Fig. 6. Integration of faecal microbiomes and metabolomes identifies a COPD-associated network.

a–c Integration of microbiome and metabolome datasets using the software DIABLO produced association networks showing correlations between bacterial species and metabolites. A positive correlation between nodes is indicated by red connecting lines, negative correlation by blue. Species and metabolites enriched in COPD or healthy samples are denoted by solid or dashed borders, respectively. Black borders indicate significance in the linear model adjusted for age, sex and BMI (p < 0.05, Wald test (two-sided) with Benjamini–Hochberg adjustment for multiple comparisons, Supplementary Data 7 and 21) and grey borders indicate selection by MixOmics as discriminatory along with component 1 of Fig. 4a, b. All metabolites significant within the linear model were also selected by MixOmics. The abundance of metabolites (log-transformed median scaled) significant in the linear model provided as boxplots adjacent to the relevant nodes. Each box centres on the median, with lower and upper bounds representing the first and third quartile (25th and 75th percentile), respectively. Whiskers extend 1.5 times the interquartile range from the outer bounds.

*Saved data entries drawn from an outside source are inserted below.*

//! Storage keyed by the dense ids of the solver ([`crate::variables::VarId`],
//! [`crate::ConstraintId`]), and hash collections with a fixed hasher so that iteration order,
//! and with it the search, is the same on every run.
mod keyed_vec;

use fnv::FnvBuildHasher;
pub use keyed_vec::*;

#[allow(clippy::disallowed_types, reason = "the FNV-hashed map is defined in terms of it")]
pub type HashMap<K, V, Hasher = FnvBuildHasher> = std::collections::HashMap<K, V, Hasher>;
#[allow(clippy::disallowed_types, reason = "the FNV-hashed set is defined in terms of it")]
pub type HashSet<K, Hasher = FnvBuildHasher> = std::collections::HashSet<K, Hasher>;
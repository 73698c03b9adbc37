use thiserror::Error;

use crate::engine::variables::VarId;
use crate::engine::ConstraintId;

/// The result of a propagator invocation.
pub(crate) type PropagationStatus = Result<(), Inconsistency>;

/// A domain operation would have removed every value of the variable.
///
/// The operation is not applied, the domain keeps its previous contents.
#[derive(Clone, Copy, Debug, PartialEq, Eq)]
pub(crate) struct EmptyDomain(pub(crate) VarId);

/// Why a propagator gave up.
#[derive(Clone, Copy, Debug, PartialEq, Eq)]
pub(crate) enum Inconsistency {
    /// A variable ran out of values.
    EmptyDomain(VarId),
    /// The constraint is violated without any particular domain becoming empty, e.g. both sides of
    /// a disequality are fixed to the same value.
    Violated,
}

impl Inconsistency {
    pub(crate) fn variable(&self) -> Option<VarId> {
        match self {
            Inconsistency::EmptyDomain(variable) => Some(*variable),
            Inconsistency::Violated => None,
        }
    }
}

impl From<EmptyDomain> for Inconsistency {
    fn from(value: EmptyDomain) -> Self {
        Inconsistency::EmptyDomain(value.0)
    }
}

/// A contradiction detected while propagating: the current domains admit no solution.
///
/// Reports the constraint which detected it (if any, decisions and assumptions can fail on their
/// own) and the variable whose domain became empty (if any).
#[derive(Error, Clone, Copy, Debug, PartialEq, Eq)]
#[error("contradiction (constraint: {constraint:?}, variable: {variable:?})")]
pub struct Contradiction {
    pub constraint: Option<ConstraintId>,
    pub variable: Option<VarId>,
}

impl Contradiction {
    pub(crate) fn in_constraint(constraint: ConstraintId, inconsistency: Inconsistency) -> Self {
        Contradiction {
            constraint: Some(constraint),
            variable: inconsistency.variable(),
        }
    }
}

impl From<EmptyDomain> for Contradiction {
    fn from(value: EmptyDomain) -> Self {
        Contradiction {
            constraint: None,
            variable: Some(value.0),
        }
    }
}
mod predicate;
mod predicate_constructor;

pub use predicate::Predicate;
pub use predicate_constructor::PredicateConstructor;
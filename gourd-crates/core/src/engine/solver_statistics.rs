use crate::create_statistics_struct;
use crate::statistics::log_statistic;
use crate::statistics::log_statistic_postfix;
use crate::statistics::Statistic;
use crate::statistics::StatisticLogger;

/// Structure responsible for storing several statistics of the solving process of the solver.
#[derive(Debug, Default, Clone, Copy)]
pub(crate) struct SolverStatistics {
    /// Core statistics of the solver engine (e.g. the number of decisions)
    pub(crate) engine_statistics: EngineStatistics,
    /// The statistics related to explanations and learned nogoods
    pub(crate) learned_clause_statistics: LearnedClauseStatistics,
}

impl SolverStatistics {
    pub(crate) fn log(&self, statistic_logger: StatisticLogger, verbose: bool) {
        log_statistic("nodes", self.engine_statistics.num_decisions);
        log_statistic("failures", self.engine_statistics.num_conflicts);
        log_statistic("solutions", self.engine_statistics.num_solutions);
        log_statistic("peakDepth", self.engine_statistics.peak_depth);
        if verbose {
            log_statistic("propagations", self.engine_statistics.num_propagations);
            self.learned_clause_statistics.log(statistic_logger)
        }
        log_statistic_postfix();
    }
}

create_statistics_struct!(
    /// Core statistics of the solver engine (e.g. the number of decisions)
    EngineStatistics {
        /// The number of decisions taken by the solver
        num_decisions: u64,
        /// The number of contradictions met during search
        num_conflicts: u64,
        /// The number of solutions reported by the search
        num_solutions: u64,
        /// The number of times a constraint was propagated
        num_propagations: u64,
        /// The peak depth of the search tree
        peak_depth: u64,
});

create_statistics_struct!(
    /// The statistics related to explanations and learned nogoods
    LearnedClauseStatistics {
        /// The number of explanations which were requested
        num_explanations: u64,
        /// The number of nogoods added to the constraint set
        num_learned_clauses: u64,
        /// The number of learned nogoods consisting of a single predicate
        num_unit_nogoods_learned: u64,
        /// The number of literals dropped from conflicts by minimisation
        num_removed_literals: u64,
});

Microbiome data filtered for genomes with minimum of 0.05% relative abundance in ≥10 samples. Metabolome data filtered for metabolites returning measurements in ≥10 samples. Microbiome data are centred log-ratio- transformed relative abundance. Metabolomics data are log-transformed median-scaled values with missing values imputed using a minimum value for each compound. COPD: n = 28; healthy: n = 29.